During these days, after his breakfast with the Rawul, Grandfather stayed the entire time in his bedroom. When I went to see him there, I found him propped up in the great four-poster in which our other grandfather had died. Sonya sat beside him on a chair, very wifely and domesticated, with some embroidery in her lap; she smiled at me and said “This big bear isn’t feeling so good today.”

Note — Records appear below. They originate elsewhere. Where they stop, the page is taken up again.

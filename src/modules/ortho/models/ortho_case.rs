use chrono::{NaiveDate, NaiveDateTime};
use rust_decimal::Decimal;
use serde::{Deserialize, Serialize};
use uuid::Uuid;

/// An orthodontic treatment plan with a monthly billing schedule.
///
/// `monthly_amount`, `due_day` and `total_months` are optional at the store
/// level; the installment generator rejects cases missing the fields it
/// needs. Once generated, a case is adjusted in place, never re-generated.
#[derive(Debug, Clone, Serialize, Deserialize)]
pub struct OrthoCase {
    pub id: Uuid,
    pub clinic_id: Uuid,
    pub patient_id: Uuid,
    pub total_amount: Decimal,
    pub down_payment: Decimal,
    pub monthly_amount: Option<Decimal>,
    /// Day of month installments fall due, defaulting to 10
    pub due_day: Option<i32>,
    pub total_months: Option<i32>,
    pub start_date: NaiveDate,
    pub status: CaseStatus,
    pub created_at: NaiveDateTime,
    pub updated_at: NaiveDateTime,
}

/// Treatment plan status
#[derive(Debug, Clone, Copy, PartialEq, Eq, Serialize, Deserialize)]
#[serde(rename_all = "lowercase")]
pub enum CaseStatus {
    /// Active plan, eligible for bulk price adjustment
    Ativo,
    /// Treatment finished
    Concluido,
    /// Plan cancelled
    Cancelado,
}

impl CaseStatus {
    pub fn as_str(&self) -> &'static str {
        match self {
            Self::Ativo => "ativo",
            Self::Concluido => "concluido",
            Self::Cancelado => "cancelado",
        }
    }
}

impl std::fmt::Display for CaseStatus {
    fn fmt(&self, f: &mut std::fmt::Formatter<'_>) -> std::fmt::Result {
        write!(f, "{}", self.as_str())
    }
}

impl TryFrom<String> for CaseStatus {
    type Error = String;

    fn try_from(value: String) -> std::result::Result<Self, Self::Error> {
        match value.as_str() {
            "ativo" => Ok(Self::Ativo),
            "concluido" => Ok(Self::Concluido),
            "cancelado" => Ok(Self::Cancelado),
            _ => Err(format!("Invalid case status: {}", value)),
        }
    }
}
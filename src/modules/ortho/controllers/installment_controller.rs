// HTTP handlers for installment schedules.
//
// Endpoints:
// - POST /ortho/cases/{id}/installments - generate the schedule (write-once)
// - GET  /ortho/cases/{id}/installments - list titles for a case

use actix_web::{web, HttpResponse};
use serde::Serialize;
use sqlx::PgPool;
use uuid::Uuid;

use crate::core::Result;
use crate::modules::ortho::models::ReceivableTitle;
use crate::modules::ortho::services::InstallmentService;

/// Response for a single receivable title
#[derive(Debug, Serialize)]
pub struct TitleResponse {
    pub id: Uuid,
    pub installment_number: i32,
    pub total_installments: i32,
    pub amount: String,
    pub balance: String,
    pub due_date: String,
    pub status: String,
}

impl From<ReceivableTitle> for TitleResponse {
    fn from(title: ReceivableTitle) -> Self {
        Self {
            id: title.id,
            installment_number: title.installment_number,
            total_installments: title.total_installments,
            amount: title.amount.to_string(),
            balance: title.balance.to_string(),
            due_date: title.due_date.to_string(),
            status: title.status.to_string(),
        }
    }
}

/// Response for POST /ortho/cases/{id}/installments
#[derive(Debug, Serialize)]
#[serde(rename_all = "camelCase")]
pub struct GenerateInstallmentsResponse {
    pub ortho_case_id: Uuid,
    pub titles_created: usize,
}

/// Response for GET /ortho/cases/{id}/installments
#[derive(Debug, Serialize)]
#[serde(rename_all = "camelCase")]
pub struct GetInstallmentsResponse {
    pub ortho_case_id: Uuid,
    pub titles: Vec<TitleResponse>,
}

/// POST /ortho/cases/{ortho_case_id}/installments
///
/// Generates the receivable-title schedule for a case. Generation is
/// write-once: a repeat call fails with 409 and creates nothing.
///
/// # Returns
/// - 201: `{"orthoCaseId", "titlesCreated"}`
/// - 400: case missing monthly amount or installment count
/// - 404: case not found
/// - 409: installments already generated
pub async fn generate_installments(
    ortho_case_id: web::Path<Uuid>,
    pool: web::Data<PgPool>,
) -> Result<HttpResponse> {
    let service = InstallmentService::new(pool.get_ref().clone());

    let titles = service.generate_for_case(*ortho_case_id).await?;

    let response = GenerateInstallmentsResponse {
        ortho_case_id: *ortho_case_id,
        titles_created: titles.len(),
    };

    Ok(HttpResponse::Created().json(response))
}

/// GET /ortho/cases/{ortho_case_id}/installments
///
/// Returns the title schedule for a case, ordered by installment number.
pub async fn get_installments(
    ortho_case_id: web::Path<Uuid>,
    pool: web::Data<PgPool>,
) -> Result<HttpResponse> {
    let service = InstallmentService::new(pool.get_ref().clone());

    let titles = service.get_titles(*ortho_case_id).await?;

    let response = GetInstallmentsResponse {
        ortho_case_id: *ortho_case_id,
        titles: titles.into_iter().map(TitleResponse::from).collect(),
    };

    Ok(HttpResponse::Ok().json(response))
}
//! Bounded, recency-ordered order cache.
//!
//! Entries live in a slot vector threaded by a doubly linked recency list;
//! a hash index maps order ids to slots. Both structures sit behind a single
//! `RwLock` and always describe the same set of orders. Hit and miss
//! counters are plain atomics outside the lock.

use serde::Serialize;
use shared::Order;
use std::collections::HashMap;
use std::sync::atomic::{AtomicU64, Ordering};
use std::sync::{PoisonError, RwLock};

pub const DEFAULT_CAPACITY: usize = 10;

/// Which operations move an entry to the most-recently-used position.
#[derive(Debug, Clone, Copy, Default, PartialEq, Eq)]
pub enum RecencyPolicy {
    /// Only `set` promotes; reads leave the order untouched.
    #[default]
    WriteOnly,
    /// Conventional LRU: a hit promotes as well.
    ReadAndWrite,
}

#[derive(Debug, Clone, Copy, PartialEq, Eq, Serialize)]
pub struct CacheStats {
    pub size: usize,
    pub capacity: usize,
    pub hits: u64,
    pub misses: u64,
}

pub struct OrderCache {
    entries: RwLock<Entries>,
    capacity: usize,
    policy: RecencyPolicy,
    hits: AtomicU64,
    misses: AtomicU64,
}

impl OrderCache {
    /// A non-positive `capacity` falls back to [`DEFAULT_CAPACITY`].
    pub fn new(capacity: i64, policy: RecencyPolicy) -> Self {
        let capacity = usize::try_from(capacity)
            .ok()
            .filter(|&c| c > 0)
            .unwrap_or(DEFAULT_CAPACITY);

        Self {
            entries: RwLock::new(Entries::with_capacity(capacity)),
            capacity,
            policy,
            hits: AtomicU64::new(0),
            misses: AtomicU64::new(0),
        }
    }

    pub fn get(&self, id: &str) -> Option<Order> {
        let found = match self.policy {
            RecencyPolicy::WriteOnly => {
                let entries = self.entries.read().unwrap_or_else(PoisonError::into_inner);
                entries.index.get(id).map(|&slot| entries.slots[slot].order.clone())
            }
            RecencyPolicy::ReadAndWrite => {
                let mut entries = self.entries.write().unwrap_or_else(PoisonError::into_inner);
                match entries.index.get(id).copied() {
                    Some(slot) => {
                        entries.promote(slot);
                        Some(entries.slots[slot].order.clone())
                    }
                    None => None,
                }
            }
        };

        let counter = if found.is_some() { &self.hits } else { &self.misses };
        counter.fetch_add(1, Ordering::Relaxed);
        found
    }

    /// Inserts or replaces `order` as the most recently used entry, evicting
    /// the least recently used one when the cache is full.
    pub fn set(&self, order: Order) {
        let mut guard = self.entries.write().unwrap_or_else(PoisonError::into_inner);
        let entries = &mut *guard;

        if let Some(slot) = entries.index.get(&order.order_uid).copied() {
            entries.slots[slot].order = order;
            entries.promote(slot);
            return;
        }

        entries.insert(order);
        if entries.index.len() > self.capacity {
            entries.evict_tail();
        }
    }

    /// Loads orders given newest first so the newest ends up most recent.
    pub fn warm(&self, newest_first: Vec<Order>) {
        for order in newest_first.into_iter().rev() {
            self.set(order);
        }
    }

    pub fn len(&self) -> usize {
        self.entries.read().unwrap_or_else(PoisonError::into_inner).index.len()
    }

    pub fn capacity(&self) -> usize {
        self.capacity
    }

    pub fn policy(&self) -> RecencyPolicy {
        self.policy
    }

    /// `(hits, misses)` since construction.
    pub fn counters(&self) -> (u64, u64) {
        (self.hits.load(Ordering::Relaxed), self.misses.load(Ordering::Relaxed))
    }

    pub fn stats(&self) -> CacheStats {
        let (hits, misses) = self.counters();
        CacheStats {
            size: self.len(),
            capacity: self.capacity,
            hits,
            misses,
        }
    }
}

struct Slot {
    order: Order,
    prev: Option<usize>,
    next: Option<usize>,
}

/// Slots linked from `head` (most recent) to `tail` (least recent).
/// Freed slots are recycled through `free`.
struct Entries {
    index: HashMap<String, usize>,
    slots: Vec<Slot>,
    free: Vec<usize>,
    head: Option<usize>,
    tail: Option<usize>,
}

impl Entries {
    fn with_capacity(capacity: usize) -> Self {
        Self {
            index: HashMap::with_capacity(capacity + 1),
            slots: Vec::with_capacity(capacity + 1),
            free: Vec::new(),
            head: None,
            tail: None,
        }
    }

    fn insert(&mut self, order: Order) {
        let id = order.order_uid.clone();
        let slot = Slot { order, prev: None, next: None };

        let index = match self.free.pop() {
            Some(index) => {
                self.slots[index] = slot;
                index
            }
            None => {
                self.slots.push(slot);
                self.slots.len() - 1
            }
        };

        self.index.insert(id, index);
        self.push_front(index);
    }

    fn promote(&mut self, slot: usize) {
        if self.head == Some(slot) {
            return;
        }
        self.unlink(slot);
        self.push_front(slot);
    }

    fn evict_tail(&mut self) {
        let Some(tail) = self.tail else { return };
        self.unlink(tail);
        self.index.remove(&self.slots[tail].order.order_uid);
        self.free.push(tail);
    }

    fn unlink(&mut self, slot: usize) {
        let (prev, next) = (self.slots[slot].prev, self.slots[slot].next);

        match prev {
            Some(p) => self.slots[p].next = next,
            None => self.head = next,
        }
        match next {
            Some(n) => self.slots[n].prev = prev,
            None => self.tail = prev,
        }

        self.slots[slot].prev = None;
        self.slots[slot].next = None;
    }

    fn push_front(&mut self, slot: usize) {
        self.slots[slot].next = self.head;
        self.slots[slot].prev = None;
        if let Some(old_head) = self.head {
            self.slots[old_head].prev = Some(slot);
        }
        self.head = Some(slot);
        if self.tail.is_none() {
            self.tail = Some(slot);
        }
    }

    /// Ids from most to least recently used.
    #[cfg(test)]
    fn recency_order(&self) -> Vec<String> {
        let mut ids = Vec::with_capacity(self.index.len());
        let mut cursor = self.head;
        while let Some(slot) = cursor {
            ids.push(self.slots[slot].order.order_uid.clone());
            cursor = self.slots[slot].next;
        }
        ids
    }
}

#[cfg(test)]
impl OrderCache {
    fn recency_order(&self) -> Vec<String> {
        self.entries.read().unwrap().recency_order()
    }

    /// Index and recency list describe the same ids, and both fit.
    fn assert_consistent(&self) {
        let entries = self.entries.read().unwrap();
        let listed = entries.recency_order();

        assert!(listed.len() <= self.capacity);
        assert_eq!(listed.len(), entries.index.len());
        for id in &listed {
            let slot = entries.index[id];
            assert_eq!(&entries.slots[slot].order.order_uid, id);
        }

        let mut backwards = Vec::new();
        let mut cursor = entries.tail;
        while let Some(slot) = cursor {
            backwards.push(entries.slots[slot].order.order_uid.clone());
            cursor = entries.slots[slot].prev;
        }
        backwards.reverse();
        assert_eq!(backwards, listed);
    }
}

“Nonsense,” said Grandfather; and “We’re leaving tomorrow.”

If you’re better,” Sonya said.

“There’s nothing wrong with me at all.” But he did look sick; his head was laid back against the pillows, as one who is very, very tired. He appeared immensely aged, and grand, with his large head and the tufts of white hair showing where the top button of his pajamas was undone. His hands lay like sculpture on the covering sheet. Sonya laid her own little warm plump hand on one of them and said “Stubborn as a mule, as always”; she looked at me and tried to smile again, but her eyes were scared.

And next day, in spite of her protests, they did leave. Their car, packed with books and luggage, drove up to the porch, and everyone came out to watch their departure. It did not have the stateliness of their arrival, although the Rawul and Rani were both in attendance. In fact, it appeared rather scrambled, as though they were getting away in a hurry; people had to be sent back in the house several times for things Sonya had forgotten to pack. She was crying, and I don’t know whether it was because she thought Grandfather wasn’t well enough to leave, or because she was sorry to part from her friends new and old. She embraced everyone with the same fervor—that is, all of us as well as the Rawul and Rani and whatever followers were within reach. Grandfather stood a little to one side, as though it were nothing to do with him. I thought he still didn’t look well, almost frail in spite of his heavy build; it seemed to me that his clothes had grown too large for him, but perhaps this had been so for a long time and I hadn’t noticed it before. The Rawul tried to make a little farewell speech, but with Grandfather remaining grim and withdrawn, it died, and the Rawul was left standing there, smiling and patting one of his hands on the other. While Sonya was still kissing and embracing, Grandfather went down the steps of the porch and settled in the back of the car. He beckoned to me from there, and when I came to the car window, he asked “Where’s Michael?”

It was embarrassing, but I had to tell him Michael wasn’t there. He had driven with Crishi to the printers to collect a new set of Fourth World literature. If he had known that Grandfather was leaving that morning, he might have postponed his errand; but, as I said, Grandfather left in a hurry—wanting to get to the Island, or just wanting to get away.

“Tell him—” Grandfather began to say to me, and then stopped. His eyes swept up the porch steps, where the Rawul stood smiling with the Rani beside him and some followers behind them. Whatever it was Grandfather had wanted me to tell Michael, he changed his mind and said instead, “Why don’t you come to the Island, both of you; come and be with us. I want to see you,” he added and stopped looking grim for the first time that morning. He had his hand on the car window and I took it and held it in mine. He smiled at that, and seemed completely to forget about the Rawul and his party standing there. “See that you come now,” he said. “Bring Michael; and soon.” I said “I’ll tell him.” “Not just tell him: make him. Make him come home.” I couldn’t say anything to that; I couldn’t promise. I didn’t think Michael would want to go to the Island and I didn’t think I myself wanted to either. I too felt that we had work to do here, that we had begun to undertake something.

But Grandfather didn’t want to know about this. He withdrew his hand from mine and called to Sonya. Before they drove off, he said again, “I want to see you there soon”—but he seemed to have lost interest in me almost as much as in the others standing on the porch. I guess he was just looking forward to being on the Island and doing his work there, writing his book to sum up all his life and what he had done in it.